_Stored items_:
※ ※ ※

//! Configuration module for the series-forge crate.

pub mod analysis;
pub mod persistence;

// Re-export commonly used items
pub use analysis::{ANALYSIS, AnalysisConfig};
pub use persistence::{PERSISTENCE, snapshot_filename};
use thiserror::Error;

/// Failure taxonomy for derivation work.
///
/// Nothing in the crate recovers locally: every variant surfaces unchanged
/// to the caller, and a failure mid-derivation never leaves a partial cache
/// entry behind.
#[derive(Error, Debug)]
pub enum DeriveError {
    /// The series record itself is malformed (length mismatch, empty,
    /// non-monotonic dates, or two series that should share a date axis
    /// but don't).
    #[error("schema violation: {reason}")]
    Schema { reason: String },

    /// A numeric routine could not produce a result (degenerate regression,
    /// empty window, invalid bin count, out-of-range query, ...).
    #[error("computation failed: {reason}")]
    Computation { reason: String },

    /// The cache reported a derivative as available but could not produce it.
    #[error("cache contract violated for '{name}': entry vanished between lookup and select")]
    CacheInconsistency { name: String },
}

impl DeriveError {
    pub fn schema(reason: impl Into<String>) -> Self {
        DeriveError::Schema {
            reason: reason.into(),
        }
    }

    pub fn computation(reason: impl Into<String>) -> Self {
        DeriveError::Computation {
            reason: reason.into(),
        }
    }
}

pub type Result<T> = std::result::Result<T, DeriveError>;
// Cache of previously computed derivative series
pub mod memory;
pub mod snapshot;

// Re-export commonly used types
pub use memory::MemoryCache;
pub use snapshot::CacheSnapshot;

use crate::domain::{DerivativeKey, TimeSeries};
use crate::errors::Result;

/// Keyed lookup/insert of materialized derivative series.
///
/// Contract: `select_derivative` must succeed for any key for which
/// `dates_are_unavailable` just returned false; a lookup immediately
/// following an insert for the same key observes the inserted series.
pub trait CacheStore {
    /// True when the derivative must be computed (cache miss).
    fn dates_are_unavailable(&self, key: &DerivativeKey) -> bool;

    /// Fetch a previously inserted derivative.
    fn select_derivative(&self, key: &DerivativeKey) -> Result<TimeSeries>;

    /// Record a freshly computed derivative under its identity.
    fn insert(&self, key: DerivativeKey, series: &TimeSeries) -> Result<()>;
}
// Numeric engine: the trait the orchestrator calls and the statrs-backed default
pub mod engine;
pub mod stat_engine;

// Re-export commonly used types
pub use engine::{AnalysisEngine, BetaFit, GaussianFit, ProjectionSpec};
pub use stat_engine::StatEngine;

※ ※ ※

_WHAT TO WORK ON_: Using the data above, tally the lines that contain the string "persistence" and state only the result.

_RESULT OF THE TASK_: 2